Company Reports Phase 1 Data for its COVID-19 Vaccine
The Novavax NVX-CoV2373 vaccine candidate is shown to be well-tolerated and elicited antibody response.
Novavax announced yesterday its NVX-CoV2373, coronavirus 2019 (COVID-19) vaccine candidate, was well-tolerated and elicited robust antibody responses numerically superior to that seen in human convalescent sera.
This comes from phase 1 data from its phase 1/2 randomized, observer-blinded, placebo-controlled trial. The investigational vaccine was delivered using its saponin-based Matrix-M adjuvant, which has demonstrated a potent and well-tolerated effect by stimulating the entry of antigen-presenting cells into the injection site and enhancing antigen presentation in local lymph nodes, boosting immune response.

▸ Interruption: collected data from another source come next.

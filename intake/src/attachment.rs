//! In-memory file attachments and their preview encoding.

#[cfg(test)]
#[path = "attachment_test.rs"]
mod attachment_test;

use base64::Engine;
use base64::engine::general_purpose::STANDARD;

const FALLBACK_MIME: &str = "application/octet-stream";

/// Reading a picked file into memory failed.
#[derive(Clone, Debug, PartialEq, Eq, thiserror::Error)]
#[error("failed to read file: {0}")]
pub struct DecodeError(pub String);

/// A user-picked file held in memory.
///
/// No type or size validation happens here; the picker's `accept` filter is
/// the only gate.
#[derive(Clone, PartialEq, Eq)]
pub struct Attachment {
    pub file_name: String,
    pub mime_type: String,
    pub bytes: Vec<u8>,
}

impl Attachment {
    pub fn new(file_name: impl Into<String>, mime_type: impl Into<String>, bytes: Vec<u8>) -> Self {
        Self {
            file_name: file_name.into(),
            mime_type: mime_type.into(),
            bytes,
        }
    }

    /// Mime type to send and embed, falling back to a generic binary type.
    #[must_use]
    pub fn effective_mime(&self) -> &str {
        let trimmed = self.mime_type.trim();
        if trimmed.is_empty() { FALLBACK_MIME } else { trimmed }
    }

    /// Render the attachment as a `data:` URI usable as an image source.
    #[must_use]
    pub fn data_uri(&self) -> String {
        format!("data:{};base64,{}", self.effective_mime(), STANDARD.encode(&self.bytes))
    }
}

// Bytes are elided; attachments can be megabytes.
impl std::fmt::Debug for Attachment {
    fn fmt(&self, f: &mut std::fmt::Formatter<'_>) -> std::fmt::Result {
        f.debug_struct("Attachment")
            .field("file_name", &self.file_name)
            .field("mime_type", &self.mime_type)
            .field("len", &self.bytes.len())
            .finish()
    }
}

/// Guess an image mime type from a file name extension.
///
/// Used where no picker supplies a type (CLI paths).
#[must_use]
pub fn guess_mime(file_name: &str) -> &'static str {
    let ext = file_name
        .rsplit_once('.')
        .map(|(_, ext)| ext.to_ascii_lowercase())
        .unwrap_or_default();
    match ext.as_str() {
        "png" => "image/png",
        "jpg" | "jpeg" => "image/jpeg",
        "gif" => "image/gif",
        "webp" => "image/webp",
        "bmp" => "image/bmp",
        _ => FALLBACK_MIME,
    }
}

“The phase 1 data demonstrate that NVX-CoV2373 with our Matrix-M adjuvant is a well‑tolerated COVID-19 vaccine with a robust immunogenicity profile,” Gregory Glenn, MD, president, Research and Development at Novavax. “Using a stringent wild-type virus assay performed by investigators at the University of Maryland School of Medicine, NVX‑CoV2373 elicited neutralizing antibody titers greater than those observed in a pool of COVID‑19 patients with clinically significant disease.”
The vaccine was evaluated using 2 doses at 2 dose levels (5 and 25 µg) in 131 healthy adults ages 18-59 years.
NVX-CoV2373 induced neutralization titers in 100% of participants; 5 µg adjuvanted dose group peak GMT: 3906 (95% CI, 2556 - 5970). All subjects developed anti-spike IgG antibodies after a single dose of vaccine, many of them also developing wild-type virus neutralizing antibody responses, and after dose 2, 100% of participants developed wild-type virus neutralizing antibody responses.
Both anti-spike IgG and viral neutralization responses compared favorably to responses from patients with clinically significant COVID‑19 disease. Importantly, the IgG antibody response was highly correlated with neutralization titers, demonstrating that a significant proportion of antibodies were functional.
Adverse events were generally mild. Following dose 1 of the vaccine, tenderness and pain were the most frequent local symptoms and systemic events were individually less frequent with headache, fatigue, and myalgia being reported most commonly. As expected, following dose 2, greater reactogenicity was reported, although the majority of symptoms were reported as ≤ Grade 1. The average duration of events was <2 days.
In preclinical trials, NVX‑CoV2373 demonstrated indication of antibodies that block binding of spike protein to receptors targeted by the virus, a critical aspect for effective vaccine protection.
Novavax is a biotechnology company based in Gaithersburg, MD, and is involved in the development, and commercialization of innovative vaccines to prevent serious infectious diseases. They also have an influenza vaccine in late-stage development.
Novavax was awarded $1.6 billion by the federal government as part of Operation Warp Speed.